SHEIN Founder Xu Yangtian Rarely Makes Public Appearance, Announces Over 10 Billion Yuan Additional Investment in Guangdong

On February 24th, SHEIN Founder and Chairman Xu Yantian appeared at the Guangdong High-Quality Development Conference and announced that SHEIN plans to invest over 10 billion yuan in Guangdong over the next three years to build a smart supply chain.

Xu Yantian also stated that by 2025, SHEIN aims to achieve over 100 billion yuan in platform export volume, with operations covering more than 160 countries and regions.

During his appearance, Xu Yantian also “expressed his love” for Guangdong, mentioning that Guangdong “is the root of SHEIN.” Since relocating to Guangzhou in 2014, SHEIN has partnered with nearly tens of thousands of suppliers and has driven employment for over 600,000 local residents.

SHEIN operates a digital, flexible supply chain model that enables real-time “small orders, quick delivery” to overseas consumers. Currently, SHEIN can reduce the cycle from design draft to delivery to 2-3 weeks.

This was a rare public appearance by Xu Yantian since the founding of SHEIN. Over the 18 years since its establishment, Xu Yantian, as the founder, has rarely publicly shared or responded to rumors about SHEIN’s supply chain model, international expansion, overseas listing, or regulatory challenges in Europe and America, nor has he often participated in domestic official events.

Regarding his public appearance this time, SHEIN did not respond to Jiemian News. This may reflect a shift in Xu Yantian’s approach amid recent multiple pressures: in recent years, SHEIN’s global expansion and overseas listing efforts have faced new challenges.

In November 2025, media reported that SHEIN expected to reach a net profit of $2 billion in 2025, nearly doubling the figure from 2024. Later, LatePost reported that SHEIN’s GMV in the first half of 2025 had already reached $27 billion, with a year-over-year growth rate of 15-20%. This reflects SHEIN’s business coverage across more than 100 countries and regions worldwide.
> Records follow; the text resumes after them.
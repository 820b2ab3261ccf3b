//! Audio delay analysis.
//!
//! Measures the offset between a reference source and each other source of
//! a job and explains how that offset behaves over time.
//!
//! # Architecture
//!
//! The pipeline is a chain of mostly pure stages; `analyzer` composes them:
//!
//! 1. **Tracks** (`tracks`, `container`): probe files with mkvmerge, pick the
//!    audio track, read container delays.
//!
//! 2. **Decoding** (`decode`): FFmpeg to mono f32 at the analysis rate.
//!
//! 3. **Preparation** (`separation`, `filtering`, `chunks`): optional stem
//!    separation in a worker process, optional band filter, chunk copies.
//!
//! 4. **Correlation** (`methods`, `runner`): one of seven algorithms per
//!    chunk, in parallel.
//!
//! 5. **Diagnosis** (`diagnosis`, `stability`): uniform, PAL drift, linear
//!    drift or stepping, plus spread and outliers.
//!
//! 6. **Selection** (`delay_selection`, `edl`): one delay per source and,
//!    for correctable stepping, the segment list.
//!
//! 7. **Global shift** (`global_shift`): offset the job so no delay is
//!    negative.
//!
//! # Usage
//!
//! ```no_run
//! use delay_core::analysis::{analyze_job, AudioSource, CancellationToken, JobSpec};
//! use delay_core::config::EngineSettings;
//! use delay_core::logging::{JobLogger, LogConfig};
//!
//! let spec = JobSpec::new()
//!     .with_source("Source 1", AudioSource::new("ref.mkv"))
//!     .with_source("Source 2", AudioSource::new("other.mkv").with_language("jpn"));
//! let settings = EngineSettings::default();
//! let logger = JobLogger::detached("episode_01", LogConfig::default(), None);
//!
//! let job = analyze_job(&spec, &settings, &logger, &CancellationToken::new()).unwrap();
//! println!("Source 2: {:?} ms", job.output_delay_ms("Source 2"));
//! ```

mod analyzer;
mod chunks;
mod container;
mod decode;
pub mod delay_selection;
pub mod diagnosis;
mod edl;
pub mod filtering;
mod global_shift;
pub mod methods;
mod peak_fit;
mod runner;
mod separation;
pub mod stability;
pub mod tracks;
pub mod types;

pub use analyzer::{
    analyze_job, analyze_pair, evaluate_result, JobAnalysis, JobSpec, SourceAnalysis,
    REFERENCE_SOURCE,
};
pub use chunks::{calculate_chunk_positions, extract_chunks, ChunkConfig};
pub use container::{
    calculate_delay_chain, find_correlation_track_delay, ContainerDelays, FinalDelay,
};
pub use decode::{decode_audio, DEFAULT_ANALYSIS_SAMPLE_RATE};
pub use delay_selection::{get_selector, select_delay, DelaySelector, SelectorConfig};
pub use diagnosis::{
    diagnose, resolve_cluster_disagreement, ClusterInfo, ClusterValidation, DiagnosisContext,
    DiagnosisType, DriftDiagnosis,
};
pub use edl::{build_edl, delay_at, EdlSegment};
pub use filtering::{apply_filter, FilterConfig};
pub use global_shift::{calculate_global_shift, Delays, GlobalShiftCalculation};
pub use methods::{create_algorithm, create_from_name, CorrelationAlgorithm};
pub use runner::{
    correlate_chunks, enabled_methods, AudioSource, CorrelationRunner, DecodedSource, MIN_CHUNKS,
};
pub use separation::{
    apply_separation, effective_timeout, separate_samples, SeparatedPair, SeparationRequest,
    SeparationResponse, MAX_TIMEOUT_S,
};
pub use stability::{analyze_stability, StabilityOutlier, StabilityResult};
pub use tracks::{
    normalize_language, parse_media_info, probe_media, resolve_audio_track, AudioTrack, MediaInfo,
};
pub use types::{
    AnalysisError, AnalysisResult, AudioChunk, AudioData, CancellationToken, ChunkResult,
    CorrelationResult, DelayEstimate, DelayResult,
};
As the company expands into different global markets, it also faces compliance risks. In 2025 alone, SHEIN encountered stricter regulatory scrutiny in Europe and America, involving data security, disputes over platform sales of controversial products, taxation, and environmental issues.

SHEIN has responded and clarified these issues. However, frequent regulatory reviews or penalties in various markets inevitably increase operational pressures and risks, complicating its path to going public.

In September 2025, after media reports alleged SHEIN’s tax avoidance in the UK, SHEIN responded that the company complies with local laws and regulations in all markets, pays taxes accordingly, and that internal and external independent auditors regularly conduct audits to ensure compliance. These accusations are seriously false.

SHEIN continues to develop the European market. For example, in December 2025, SHEIN officially launched a new e-commerce logistics center in Poland, which will become a major logistics hub within the EU.

There have been ongoing rumors about SHEIN’s IPO, with proposed locations changing multiple times—New York, London, and Hong Kong have all been mentioned as potential listing sites.